New York Gov. Andrew Cuomo, for example, plans to take up pension reform after his budget passes; he is already feuding with the state’s teachers over a plan to eliminate $1.5 billion in school aid, and he is resisting efforts to reduce the cuts by extending a millionaire’s surtax that expires this year.
Democrats contend that they are ahead of their GOP peers because they put everything on the table early. O’Malley pushed through a package of tax increases three years ago that he says has Maryland in a stronger position than most other states. In his view, Republicans seized the spotlight—O’Malley calls Christie “the best stand-up review in American politics today, hardy-har-har”—without doing much. Countering conservative arguments that the only way to win concessions from labor is to limit collective bargaining, Democrats are largely trying to negotiate cooperatively with the unions.
“Christie has raised taxes and hasn’t gotten any concessions out of labor, on pensions or anything,” DGA spokeswoman Lis Smith says. “We have Democratic governors who have gotten concessions out of labor on pensions—[Jay] Nixon in Missouri, [Christine] Gregoire in Washington, O’Malley working on it now.”
For his part, O’Malley ventured out to meet with the protesters who thronged Annapolis, the state capital, this week. “My message was that I appreciate the hard work that public employees do, that I understand that they did not bring about this national recession, and that I’m committed to staying at the table,” he said a few days later.
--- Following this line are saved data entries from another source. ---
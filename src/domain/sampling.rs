//! Noise sampling primitives.
//!
//! These are pure functions of a caller-supplied random generator. Which
//! generator backs them (CSPRNG or statistical) is decided by the noise
//! source adapter, not here.

use rand::Rng;
use rand_distr::StandardNormal;

/// Probability that [`BiasedChoice`] keeps the original value.
pub const DEFAULT_KEEP_PROBABILITY: f64 = 0.7;

/// Uniform variate on the open interval (-0.5, 0.5).
///
/// The lower endpoint is rejected so that `ln(1 - 2|u|)` stays finite.
pub fn symmetric_uniform<R: Rng + ?Sized>(rng: &mut R) -> f64 {
    loop {
        let u = rng.gen::<f64>() - 0.5;
        if u > -0.5 {
            return u;
        }
    }
}

/// Zero-centred Laplace noise with scale `b`, via the inverse CDF:
/// `-b * sign(u) * ln(1 - 2|u|)`.
///
/// Variance is `2b²`.
pub fn laplace_sample<R: Rng + ?Sized>(rng: &mut R, scale: f64) -> f64 {
    let u = symmetric_uniform(rng);
    -scale * u.signum() * (1.0 - 2.0 * u.abs()).ln()
}

/// Zero-centred Gaussian noise with standard deviation `sigma`.
pub fn gaussian_sample<R: Rng + ?Sized>(rng: &mut R, sigma: f64) -> f64 {
    let z: f64 = rng.sample(StandardNormal);
    z * sigma
}

/// Classic Gaussian-mechanism calibration:
/// `sigma = sqrt(2 ln(1.25 / δ)) * Δ / ε`.
///
/// Expects `epsilon` and `delta` already floored.
#[must_use]
pub fn gaussian_sigma(epsilon: f64, delta: f64, sensitivity: f64) -> f64 {
    (2.0 * (1.25 / delta).ln()).sqrt() * (sensitivity / epsilon)
}

/// Randomized response over a candidate set.
///
/// With probability `keep_probability` the original value is kept; otherwise
/// a uniformly random candidate is returned (possibly the original again).
///
/// This is exposed to callers as the "exponential" mechanism but it is NOT
/// the score-based exponential mechanism and carries no formal ε guarantee:
/// the keep probability does not depend on ε.
#[derive(Debug, Clone, Copy, PartialEq)]
pub struct BiasedChoice {
    keep_probability: f64,
}

impl BiasedChoice {
    /// `keep_probability` is clamped into `[0, 1]`; NaN falls back to the
    /// default.
    #[must_use]
    pub fn new(keep_probability: f64) -> Self {
        let keep_probability = if keep_probability.is_nan() {
            DEFAULT_KEEP_PROBABILITY
        } else {
            keep_probability.clamp(0.0, 1.0)
        };
        Self { keep_probability }
    }

    #[must_use]
    pub fn keep_probability(&self) -> f64 {
        self.keep_probability
    }

    /// Index of the replacement candidate, or `None` to keep the original.
    ///
    /// An empty candidate set always keeps the original.
    pub fn pick<R: Rng + ?Sized>(&self, rng: &mut R, candidates: usize) -> Option<usize> {
        if candidates == 0 || rng.gen::<f64>() < self.keep_probability {
            return None;
        }
        Some(rng.gen_range(0..candidates))
    }

    /// Apply the choice to a value.
    pub fn choose<'a, T, R: Rng + ?Sized>(&self, rng: &mut R, value: &'a T, candidates: &'a [T]) -> &'a T {
        match self.pick(rng, candidates.len()) {
            Some(i) => &candidates[i],
            None => value,
        }
    }
}

impl Default for BiasedChoice {
    fn default() -> Self {
        Self::new(DEFAULT_KEEP_PROBABILITY)
    }
}

#[cfg(test)]
mod tests {
    use super::*;
    use rand::SeedableRng;
    use rand_chacha::ChaCha20Rng;

    #[test]
    fn test_symmetric_uniform_bounds() {
        let mut rng = ChaCha20Rng::from_seed([3u8; 32]);
        for _ in 0..10_000 {
            let u = symmetric_uniform(&mut rng);
            assert!(u > -0.5 && u < 0.5);
        }
    }

    #[test]
    fn test_laplace_sample_finite() {
        let mut rng = ChaCha20Rng::from_seed([5u8; 32]);
        for _ in 0..10_000 {
            assert!(laplace_sample(&mut rng, 2.0).is_finite());
        }
        assert_eq!(laplace_sample(&mut rng, 0.0), 0.0);
    }

    #[test]
    fn test_gaussian_sigma_calibration() {
        let sigma = gaussian_sigma(1.0, 1e-5, 1.0);
        let expected = (2.0 * (1.25f64 / 1e-5).ln()).sqrt();
        assert!((sigma - expected).abs() < 1e-12);

        // Halving epsilon doubles sigma
        assert!((gaussian_sigma(0.5, 1e-5, 1.0) - 2.0 * sigma).abs() < 1e-9);
    }

    #[test]
    fn test_biased_choice_extremes() {
        let mut rng = ChaCha20Rng::from_seed([9u8; 32]);
        let candidates = ["a", "b", "c"];

        let always_keep = BiasedChoice::new(1.0);
        let never_keep = BiasedChoice::new(0.0);
        for _ in 0..100 {
            assert_eq!(*always_keep.choose(&mut rng, &"z", &candidates), "z");
            assert_ne!(*never_keep.choose(&mut rng, &"z", &candidates), "z");
        }

        assert_eq!(*never_keep.choose(&mut rng, &"z", &[]), "z");
    }

    #[test]
    fn test_biased_choice_keep_rate() {
        let mut rng = ChaCha20Rng::from_seed([11u8; 32]);
        let choice = BiasedChoice::default();
        let n = 20_000;
        let kept = (0..n).filter(|_| choice.pick(&mut rng, 4).is_none()).count();
        let rate = kept as f64 / n as f64;
        assert!((rate - 0.7).abs() < 0.02, "keep rate {rate}");
    }
}
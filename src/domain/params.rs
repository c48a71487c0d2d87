//! Privacy parameters and the floors that keep them usable.
//!
//! Degenerate parameters are never an error at this layer: epsilon and delta
//! are clamped to a positive floor before any division or logarithm, and the
//! clamp is reported as a warning. Callers that need strict rejection must
//! validate before calling.

use serde::{Deserialize, Serialize};

/// Epsilon floor for the scalar DP utilities (`dp_count`, `dp_sum`).
pub const SCALAR_EPSILON_FLOOR: f64 = 1e-6;

/// Epsilon floor for column privatization and query dispatch.
pub const MECHANISM_EPSILON_FLOOR: f64 = 1e-12;

/// Delta floor applied before the Gaussian calibration log.
pub const DELTA_FLOOR: f64 = 1e-12;

/// Process-wide default epsilon.
pub const DEFAULT_EPSILON: f64 = 1.0;

/// Per-call default delta.
pub const DEFAULT_DELTA: f64 = 1e-5;

/// Lower bounds applied to epsilon and delta before they are used.
#[derive(Debug, Clone, Copy, PartialEq, Serialize, Deserialize)]
pub struct Floors {
    /// Minimum effective epsilon
    pub epsilon: f64,
    /// Minimum effective delta
    pub delta: f64,
}

impl Floors {
    /// Floors used by `dp_count` / `dp_sum`.
    pub const SCALAR: Floors = Floors {
        epsilon: SCALAR_EPSILON_FLOOR,
        delta: DELTA_FLOOR,
    };

    /// Floors used by the column privatizer and the query dispatcher.
    pub const MECHANISM: Floors = Floors {
        epsilon: MECHANISM_EPSILON_FLOOR,
        delta: DELTA_FLOOR,
    };
}

impl Default for Floors {
    fn default() -> Self {
        Self::MECHANISM
    }
}

/// (ε, δ) as supplied by the caller, plus the floors used to sanitize them.
///
/// The raw values are kept so that results can report what was asked for;
/// use [`PrivacyParameters::effective_epsilon`] and
/// [`PrivacyParameters::effective_delta`] for arithmetic.
#[derive(Debug, Clone, Copy, PartialEq, Serialize, Deserialize)]
pub struct PrivacyParameters {
    /// Requested privacy-loss budget
    pub epsilon: f64,

    /// Requested failure probability (Gaussian mechanism only)
    pub delta: f64,

    /// Floors applied before use
    #[serde(default)]
    pub floors: Floors,
}

impl PrivacyParameters {
    /// Create parameters with the mechanism floors.
    #[must_use]
    pub fn new(epsilon: f64, delta: f64) -> Self {
        Self {
            epsilon,
            delta,
            floors: Floors::MECHANISM,
        }
    }

    /// Create parameters with the default delta.
    #[must_use]
    pub fn with_epsilon(epsilon: f64) -> Self {
        Self::new(epsilon, DEFAULT_DELTA)
    }

    /// Replace the floors for this call.
    #[must_use]
    pub fn with_floors(mut self, floors: Floors) -> Self {
        self.floors = floors;
        self
    }

    /// Epsilon clamped up to the floor.
    #[must_use]
    pub fn effective_epsilon(&self) -> f64 {
        clamp_epsilon(self.epsilon, self.floors.epsilon)
    }

    /// Delta clamped up to the floor, kept strictly below 1.
    #[must_use]
    pub fn effective_delta(&self) -> f64 {
        clamp_delta(self.delta, self.floors.delta)
    }
}

impl Default for PrivacyParameters {
    fn default() -> Self {
        Self::new(DEFAULT_EPSILON, DEFAULT_DELTA)
    }
}

/// Clamp epsilon to `floor`. NaN is treated as degenerate.
#[must_use]
pub fn clamp_epsilon(epsilon: f64, floor: f64) -> f64 {
    if epsilon >= floor {
        return epsilon;
    }
    if !(epsilon > 0.0) {
        tracing::warn!(epsilon, floor, "degenerate epsilon clamped to floor");
    } else {
        tracing::debug!(epsilon, floor, "epsilon below floor clamped");
    }
    floor
}

/// Clamp delta into `[floor, 1)`. NaN is treated as degenerate.
#[must_use]
pub fn clamp_delta(delta: f64, floor: f64) -> f64 {
    if !(delta > 0.0) {
        tracing::warn!(delta, floor, "degenerate delta clamped to floor");
        return floor;
    }
    if delta >= 1.0 {
        tracing::warn!(delta, "delta must be below 1; clamped");
        return 1.0 - f64::EPSILON;
    }
    delta.max(floor)
}
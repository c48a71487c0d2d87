//! Process-wide defaults for the mechanism layer.
//!
//! Every value here is a default that individual calls may override.

use std::sync::OnceLock;

use crate::domain::{
    Floors, DEFAULT_DELTA, DEFAULT_EPSILON, DEFAULT_KEEP_PROBABILITY, DELTA_FLOOR,
    MECHANISM_EPSILON_FLOOR, SCALAR_EPSILON_FLOOR,
};
use crate::ports::SourceKind;

/// Configuration for differential privacy.
#[derive(Debug, Clone, PartialEq)]
pub struct DpConfig {
    /// Default epsilon per query
    pub default_epsilon: f64,

    /// Default delta per query
    pub default_delta: f64,

    /// Floors used by the column privatizer and query dispatcher
    pub mechanism_floors: Floors,

    /// Floors used by `dp_count` / `dp_sum`
    pub scalar_floors: Floors,

    /// Probability that a categorical value is kept as-is
    pub category_keep_probability: f64,

    /// Generator used when the caller does not pick one
    pub noise_source: SourceKind,
}

impl Default for DpConfig {
    fn default() -> Self {
        Self {
            default_epsilon: DEFAULT_EPSILON,
            default_delta: DEFAULT_DELTA,
            mechanism_floors: Floors::MECHANISM,
            scalar_floors: Floors::SCALAR,
            category_keep_probability: DEFAULT_KEEP_PROBABILITY,
            noise_source: SourceKind::Secure,
        }
    }
}

static PROCESS_CONFIG: OnceLock<DpConfig> = OnceLock::new();

fn positive_from_env(keys: &[&str]) -> Option<f64> {
    keys.iter()
        .filter_map(|key| std::env::var(key).ok())
        .find_map(|v| v.trim().parse::<f64>().ok().filter(|x| x.is_finite() && *x > 0.0))
}

impl DpConfig {
    /// Process-wide configuration, read from the environment on first use.
    ///
    /// Default constructors and the scalar utilities use this; pass a config
    /// explicitly to `with_config` to override it.
    pub fn process() -> &'static DpConfig {
        PROCESS_CONFIG.get_or_init(Self::from_env_or_default)
    }

    /// Load config overrides from environment (best-effort).
    ///
    /// Invalid values are ignored. Supported:
    /// - DPSHIELD_DP_EPSILON (or DP_EPSILON)
    /// - DPSHIELD_DP_DELTA
    /// - DPSHIELD_EPSILON_FLOOR (mechanism floor; the scalar floor never drops below it)
    /// - DPSHIELD_DELTA_FLOOR
    /// - DPSHIELD_CATEGORY_KEEP_PROBABILITY (in [0, 1])
    /// - DPSHIELD_NOISE_SOURCE=secure|statistical
    #[must_use]
    pub fn from_env_or_default() -> Self {
        let mut cfg = Self::default();

        if let Some(x) = positive_from_env(&["DPSHIELD_DP_EPSILON", "DP_EPSILON"]) {
            cfg.default_epsilon = x;
        }

        if let Some(x) = positive_from_env(&["DPSHIELD_DP_DELTA"]) {
            if x < 1.0 {
                cfg.default_delta = x;
            }
        }

        if let Some(x) = positive_from_env(&["DPSHIELD_EPSILON_FLOOR"]) {
            cfg.mechanism_floors.epsilon = x;
            cfg.scalar_floors.epsilon = cfg.scalar_floors.epsilon.max(x);
        }

        if let Some(x) = positive_from_env(&["DPSHIELD_DELTA_FLOOR"]) {
            if x < 1.0 {
                cfg.mechanism_floors.delta = x;
                cfg.scalar_floors.delta = x;
            }
        }

        if let Ok(v) = std::env::var("DPSHIELD_CATEGORY_KEEP_PROBABILITY") {
            if let Ok(x) = v.trim().parse::<f64>() {
                if (0.0..=1.0).contains(&x) {
                    cfg.category_keep_probability = x;
                }
            }
        }

        if let Ok(v) = std::env::var("DPSHIELD_NOISE_SOURCE") {
            match v.parse::<SourceKind>() {
                Ok(kind) => cfg.noise_source = kind,
                Err(e) => tracing::warn!("Ignoring DPSHIELD_NOISE_SOURCE: {e}"),
            }
        }

        cfg
    }
}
Labor seems willing to stay at the table with their political allies, too. AFL-CIO President Richard Trumka joined the demonstrators in Annapolis but lauded O’Malley for his willingness to engage with unions.
“Governors like Martin O’Malley, [Illinois’s] Pat Quinn, and [Montana’s] Brian Schweitzer have been willing to sit down and work with us to come up with real solutions to real problems,” American Federation of State, County, and Municipal Employees President Gerald McEntee said in a statement. “Our members understand the current fiscal situation and have made enormous concessions.”
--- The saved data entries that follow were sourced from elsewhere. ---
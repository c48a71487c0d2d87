//! Scalar and categorical mechanisms.
//!
//! A [`Mechanism`] binds a kind to (ε, δ) and a sensitivity. The same value
//! drives both release modes: the column privatizer calls it once per cell,
//! the query dispatcher once per aggregate.

use crate::domain::{sampling, BiasedChoice, MechanismKind, PrivacyParameters, Sensitivity};
use crate::ports::{DpError, NoiseSource};

/// A configured noise mechanism.
///
/// ε and δ are clamped to their floors once, when the mechanism is built, so
/// a degenerate request is reported once however many values it noises.
#[derive(Debug, Clone, Copy, PartialEq)]
pub struct Mechanism {
    kind: MechanismKind,
    params: PrivacyParameters,
    sensitivity: Sensitivity,
    epsilon: f64,
    delta: f64,
}

impl Mechanism {
    #[must_use]
    pub fn new(kind: MechanismKind, params: PrivacyParameters, sensitivity: Sensitivity) -> Self {
        Self {
            kind,
            params,
            sensitivity,
            epsilon: params.effective_epsilon(),
            delta: params.effective_delta(),
        }
    }

    /// Requested kind (before the numeric fallback).
    #[must_use]
    pub fn kind(&self) -> MechanismKind {
        self.kind
    }

    #[must_use]
    pub fn params(&self) -> PrivacyParameters {
        self.params
    }

    #[must_use]
    pub fn sensitivity(&self) -> Sensitivity {
        self.sensitivity
    }

    /// Same mechanism with a different sensitivity.
    #[must_use]
    pub fn with_sensitivity(self, sensitivity: Sensitivity) -> Self {
        Self { sensitivity, ..self }
    }

    /// Floored epsilon used for calibration.
    #[must_use]
    pub fn epsilon(&self) -> f64 {
        self.epsilon
    }

    /// Floored delta used for calibration.
    #[must_use]
    pub fn delta(&self) -> f64 {
        self.delta
    }

    /// Laplace scale `Δ / max(ε, floor)`.
    #[must_use]
    pub fn laplace_scale(&self) -> f64 {
        self.sensitivity.value() / self.epsilon
    }

    /// Gaussian standard deviation for the floored (ε, δ).
    #[must_use]
    pub fn gaussian_sigma(&self) -> f64 {
        sampling::gaussian_sigma(self.epsilon, self.delta, self.sensitivity.value())
    }

    /// Add calibrated noise to a numeric value.
    ///
    /// Exponential falls back to Laplace: the biased choice is only defined
    /// over categories.
    ///
    /// # Errors
    /// Returns error only if the noise source fails.
    pub fn randomize<N: NoiseSource + ?Sized>(&self, value: f64, noise: &N) -> Result<f64, DpError> {
        let draw = match self.kind.numeric() {
            MechanismKind::Gaussian => noise.gaussian(self.gaussian_sigma())?,
            _ => noise.laplace(self.laplace_scale())?,
        };
        Ok(value + draw)
    }
}

/// Apply the biased choice to a categorical value.
///
/// Categorical values always go through the biased choice whatever mechanism
/// was requested: additive noise has no meaning on categories, and the choice
/// does not depend on ε, δ or sensitivity.
///
/// # Errors
/// Returns error only if the noise source fails.
pub fn randomize_category<'a, T, N: NoiseSource + ?Sized>(
    value: &'a T,
    candidates: &'a [T],
    choice: &BiasedChoice,
    noise: &N,
) -> Result<&'a T, DpError> {
    Ok(match noise.biased_pick(choice, candidates.len())? {
        Some(i) => &candidates[i],
        None => value,
    })
}

/// Noise a single true value.
///
/// Degenerate ε/δ are clamped to their floors rather than rejected.
///
/// # Errors
/// Returns error only if the noise source fails.
pub fn privatize_scalar<N: NoiseSource + ?Sized>(
    true_value: f64,
    kind: MechanismKind,
    params: PrivacyParameters,
    sensitivity: Sensitivity,
    noise: &N,
) -> Result<f64, DpError> {
    Mechanism::new(kind, params, sensitivity).randomize(true_value, noise)
}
The pressing political question is whether these Democratic governors and their public employees can find a path to stabilize state finances while protecting bargaining rights and avoiding a Wisconsin-style fracas. That may turn on whether voters will accept at least some tax increases. Republicans might argue such a move is simply siphoning money from taxpayers to public employees, but the same could be said in reverse of the corporate tax cuts that GOP state executives are proposing.
More to the point, the concessions that Democrats and Republicans are demanding are roughly comparable: Kasich and O’Malley, for instance, are both asking public employees to contribute 2 percentage points more of their pay to their pensions. Malloy is seeking $2 billion in savings over two years, more annually than the $2.8 billion over five years that Scott is requesting in Florida.
If the Democratic governors succeed in steadying their budgets without nasty fights, they’ll have bragging rights on their Republican counterparts heading into 2012; that would provide a potent argument for O’Malley, who is charged with electing more Democratic chief executives. If the Democrats fail, Walker, Kasich, and Christie will have the last laugh—hardy-har-har.
This article appears in the March 19, 2011, edition of National Journal.